::: Source information :::
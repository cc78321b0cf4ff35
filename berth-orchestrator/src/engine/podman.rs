//! Podman container management
//!
//! Drives the podman CLI (docker accepts the same arguments) for the service lifecycle:
//! - Checking engine availability
//! - Building a service image from its per-type build context
//! - Running a service container named after the service identity
//! - Stopping the container with a bounded grace period
//! - Listing running containers for reconciliation

use async_trait::async_trait;
use berth_core::domain::service::ServiceConfiguration;
use std::path::{Path, PathBuf};
use std::process::Output;
use std::time::Duration;
use tokio::process::Command;
use tracing::{debug, error, info};

use super::{ContainerEngine, EngineError, Result};

/// Path inside every container where the per-service data directory is mounted
pub const CONTAINER_DATA_DIR: &str = "/data";

/// Container engine backed by the podman (or docker) CLI
pub struct PodmanEngine {
    bin: String,
    images_dir: PathBuf,
    data_dir: PathBuf,
    stop_timeout: Duration,
}

impl PodmanEngine {
    /// Creates a new engine adapter
    ///
    /// # Arguments
    /// * `bin` - Engine binary ("podman" or "docker")
    /// * `images_dir` - Directory holding one build context per service type
    /// * `data_dir` - Root of the per-service data directories
    /// * `stop_timeout` - Grace period before a stopping container is killed
    pub fn new(bin: String, images_dir: PathBuf, data_dir: PathBuf, stop_timeout: Duration) -> Self {
        Self {
            bin,
            images_dir,
            data_dir,
            stop_timeout,
        }
    }

    /// Checks if the engine binary is installed and available
    pub async fn check_available(&self) -> anyhow::Result<()> {
        let output = Command::new(&self.bin)
            .arg("--version")
            .output()
            .await
            .map_err(|e| {
                anyhow::anyhow!(
                    "Failed to execute '{} --version'. Is it installed? {}",
                    self.bin,
                    e
                )
            })?;

        if !output.status.success() {
            anyhow::bail!("{} is not working correctly", self.bin);
        }

        let version = String::from_utf8_lossy(&output.stdout);
        info!("Container engine is available: {}", version.trim());

        Ok(())
    }

    /// Runs the engine binary with the given arguments and logs its output
    async fn exec(&self, args: &[String]) -> Result<Output> {
        let subcommand = args.first().map(String::as_str).unwrap_or_default();

        let output = Command::new(&self.bin)
            .args(args)
            .output()
            .await
            .map_err(|source| EngineError::Spawn {
                command: format!("{} {}", self.bin, subcommand),
                source,
            })?;

        let stdout = String::from_utf8_lossy(&output.stdout);
        let stderr = String::from_utf8_lossy(&output.stderr);

        if !stdout.trim().is_empty() {
            debug!("{} {} stdout: {}", self.bin, subcommand, stdout.trim());
        }
        if !stderr.trim().is_empty() {
            debug!("{} {} stderr: {}", self.bin, subcommand, stderr.trim());
        }

        Ok(output)
    }

    /// Absolute host directory mounted as the service's data directory
    fn service_data_dir(&self, service: &ServiceConfiguration) -> Result<PathBuf> {
        let dir = self.data_dir.join(service.id.as_str());
        std::fs::create_dir_all(&dir).map_err(|source| EngineError::DataDir {
            id: service.id.clone(),
            source,
        })?;
        std::path::absolute(&dir).map_err(|source| EngineError::DataDir {
            id: service.id.clone(),
            source,
        })
    }
}

#[async_trait]
impl ContainerEngine for PodmanEngine {
    async fn list_running_containers(&self) -> Result<Vec<String>> {
        let args = vec![
            "ps".to_string(),
            "--format".to_string(),
            "{{.Names}}".to_string(),
        ];
        let output = self.exec(&args).await?;

        if !output.status.success() {
            return Err(EngineError::ListFailed {
                exit_code: output.status.code().unwrap_or(-1),
                stderr: String::from_utf8_lossy(&output.stderr).trim().to_string(),
            });
        }

        Ok(parse_container_names(&String::from_utf8_lossy(&output.stdout)))
    }

    async fn build_image(&self, service: &ServiceConfiguration) -> Result<String> {
        info!(
            "Building image for {} ({}) with type {}",
            service.repository, service.id, service.service_type
        );

        let args = build_args(service, &self.images_dir, chrono::Utc::now().timestamp());
        let output = self.exec(&args).await?;

        if !output.status.success() {
            let err = EngineError::BuildFailed {
                repository: service.repository.clone(),
                id: service.id.clone(),
                exit_code: output.status.code().unwrap_or(-1),
                stderr: String::from_utf8_lossy(&output.stderr).trim().to_string(),
            };
            error!("{}", err);
            return Err(err);
        }

        // `--quiet` prints the image ID as the last line
        let stdout = String::from_utf8_lossy(&output.stdout);
        let image_id = stdout
            .lines()
            .rev()
            .map(str::trim)
            .find(|line| !line.is_empty())
            .map(str::to_string)
            .unwrap_or_else(|| image_tag(service));

        info!("Built image {} for {}", image_id, service.id);
        Ok(image_id)
    }

    async fn run_service(&self, service: &ServiceConfiguration) -> Result<()> {
        let image_id = service
            .image_id
            .as_deref()
            .ok_or_else(|| EngineError::NotBuilt(service.id.clone()))?;

        let data_dir = self.service_data_dir(service)?;

        info!("Starting container {} from image {}", service.id, image_id);

        let args = run_args(service, image_id, &data_dir);
        let output = self.exec(&args).await?;

        if !output.status.success() {
            let err = EngineError::RunFailed {
                id: service.id.clone(),
                exit_code: output.status.code().unwrap_or(-1),
                stderr: String::from_utf8_lossy(&output.stderr).trim().to_string(),
            };
            error!("{}", err);
            return Err(err);
        }

        let container_id = String::from_utf8_lossy(&output.stdout).trim().to_string();
        info!(
            "Container {} started successfully with ID: {}",
            service.id, container_id
        );

        Ok(())
    }

    async fn stop_service(&self, service: &ServiceConfiguration) -> Result<()> {
        let running = self.list_running_containers().await?;
        if running.iter().any(|name| name == service.container_name()) {
            info!("Stopping container {}", service.id);

            let args = vec![
                "stop".to_string(),
                "--time".to_string(),
                self.stop_timeout.as_secs().to_string(),
                service.container_name().to_string(),
            ];
            let output = self.exec(&args).await?;

            if !output.status.success() {
                return Err(EngineError::StopFailed {
                    id: service.id.clone(),
                    exit_code: output.status.code().unwrap_or(-1),
                    stderr: String::from_utf8_lossy(&output.stderr).trim().to_string(),
                });
            }

            info!("Container {} stopped", service.id);
        } else {
            debug!("Container {} is not running, nothing to stop", service.id);
        }

        // `--rm` cleanup is asynchronous on docker; the name must be free before the next run
        let output = self.exec(&remove_args(service)).await?;
        let stderr = String::from_utf8_lossy(&output.stderr);
        if !output.status.success() && !is_missing_container(&stderr) {
            return Err(EngineError::StopFailed {
                id: service.id.clone(),
                exit_code: output.status.code().unwrap_or(-1),
                stderr: stderr.trim().to_string(),
            });
        }

        Ok(())
    }
}

/// Tag given to every image built for a service
fn image_tag(service: &ServiceConfiguration) -> String {
    format!("berth/{}", service.id)
}

/// Arguments for building a service image
///
/// The build context is the directory of the service type; the repository is
/// passed as build arguments. `CACHEBUST` changes on every build so the clone
/// layer is never reused.
fn build_args(service: &ServiceConfiguration, images_dir: &Path, timestamp: i64) -> Vec<String> {
    vec![
        "build".to_string(),
        "--quiet".to_string(),
        "--tag".to_string(),
        image_tag(service),
        "--build-arg".to_string(),
        format!("REPOSITORY={}", service.clone_url),
        "--build-arg".to_string(),
        format!("BRANCH={}", service.branch),
        "--build-arg".to_string(),
        format!("CACHEBUST={}", timestamp),
        images_dir
            .join(&service.service_type)
            .to_string_lossy()
            .into_owned(),
    ]
}

/// Arguments for running a service container
///
/// Ports are published on loopback only; the reverse proxy is the sole way in.
fn run_args(service: &ServiceConfiguration, image_id: &str, data_dir: &Path) -> Vec<String> {
    let mut args = vec![
        "run".to_string(),
        "--detach".to_string(),
        "--rm".to_string(),
        "--name".to_string(),
        service.container_name().to_string(),
    ];

    for port in &service.ports {
        args.push("-p".to_string());
        args.push(format!("127.0.0.1:{}:{}", port, port));
    }

    args.push("-v".to_string());
    args.push(format!("{}:{}", data_dir.display(), CONTAINER_DATA_DIR));

    for (name, value) in &service.env {
        args.push("-e".to_string());
        args.push(format!("{}={}", name, strip_quotes(value)));
    }
    args.push("-e".to_string());
    args.push(format!("DATA_DIR={}", CONTAINER_DATA_DIR));

    args.push(image_id.to_string());
    args
}

/// Arguments for removing a service container whatever its state
fn remove_args(service: &ServiceConfiguration) -> Vec<String> {
    vec![
        "rm".to_string(),
        "--force".to_string(),
        service.container_name().to_string(),
    ]
}

fn is_missing_container(stderr: &str) -> bool {
    stderr.to_lowercase().contains("no such container")
}

fn strip_quotes(value: &str) -> String {
    value.replace(['"', '\''], "")
}

fn parse_container_names(stdout: &str) -> Vec<String> {
    stdout
        .lines()
        .map(str::trim)
        .filter(|line| !line.is_empty())
        .map(str::to_string)
        .collect()
}

#[cfg(test)]
mod tests {
    use super::*;
    use berth_core::domain::service::{ServiceIdentity, WebSocket};
    use std::collections::BTreeMap;

    fn service() -> ServiceConfiguration {
        ServiceConfiguration {
            id: ServiceIdentity::derive("acme/chat", "master"),
            service_type: "node".to_string(),
            url: "https://github.com/acme/chat".to_string(),
            clone_url: "https://github.com/acme/chat.git".to_string(),
            branch: "master".to_string(),
            repository: "acme/chat".to_string(),
            web_socket: Some(WebSocket {
                path: "/ws".to_string(),
            }),
            domains: vec![],
            ports: vec![12000, 12001],
            env: BTreeMap::from([
                ("GREETING".to_string(), r#"say "hi" it's me"#.to_string()),
                ("PORT".to_string(), "12000".to_string()),
            ]),
            image_id: Some("abc123".to_string()),
        }
    }

    #[test]
    fn test_build_args_bust_cache_and_select_type_context() {
        let args = build_args(&service(), Path::new("/srv/images"), 1_700_000_000);

        assert_eq!(args[0], "build");
        assert!(args.contains(&"CACHEBUST=1700000000".to_string()));
        assert!(args.contains(&"REPOSITORY=https://github.com/acme/chat.git".to_string()));
        assert_eq!(args.last().unwrap(), "/srv/images/node");
    }

    #[test]
    fn test_run_args_bind_loopback_per_port() {
        let svc = service();
        let args = run_args(&svc, "abc123", Path::new("/srv/data/x"));

        assert!(args.contains(&"127.0.0.1:12000:12000".to_string()));
        assert!(args.contains(&"127.0.0.1:12001:12001".to_string()));
        assert!(args.contains(&"/srv/data/x:/data".to_string()));
        assert!(args.contains(&"DATA_DIR=/data".to_string()));

        let name_pos = args.iter().position(|a| a == "--name").unwrap();
        assert_eq!(args[name_pos + 1], svc.id.as_str());
        assert_eq!(args.last().unwrap(), "abc123");
    }

    #[test]
    fn test_run_args_strip_quotes_from_env() {
        let args = run_args(&service(), "abc123", Path::new("/d"));
        assert!(args.contains(&"GREETING=say hi its me".to_string()));
    }

    #[test]
    fn test_remove_args_free_the_container_name() {
        let svc = service();
        assert_eq!(
            remove_args(&svc),
            vec!["rm", "--force", svc.container_name()]
        );
    }

    #[test]
    fn test_missing_container_is_not_a_removal_failure() {
        assert!(is_missing_container(
            "Error response from daemon: No such container: abc"
        ));
        assert!(is_missing_container("Error: no such container abc"));
        assert!(!is_missing_container("Error: permission denied"));
    }

    #[test]
    fn test_parse_container_names() {
        assert_eq!(
            parse_container_names("alpha\n\n  beta  \n"),
            vec!["alpha".to_string(), "beta".to_string()]
        );
        assert!(parse_container_names("").is_empty());
    }
}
:::
• [What the task requires]:
Could you repeat exactly the lines above from the line with "the next run" up to and including the line with "if !output.status.success() &&", and only those?

• [Task result]:
        // `--rm` cleanup is asynchronous on docker; the name must be free before the next run
        let output = self.exec(&remove_args(service)).await?;
        let stderr = String::from_utf8_lossy(&output.stderr);
        if !output.status.success() && !is_missing_container(&stderr) {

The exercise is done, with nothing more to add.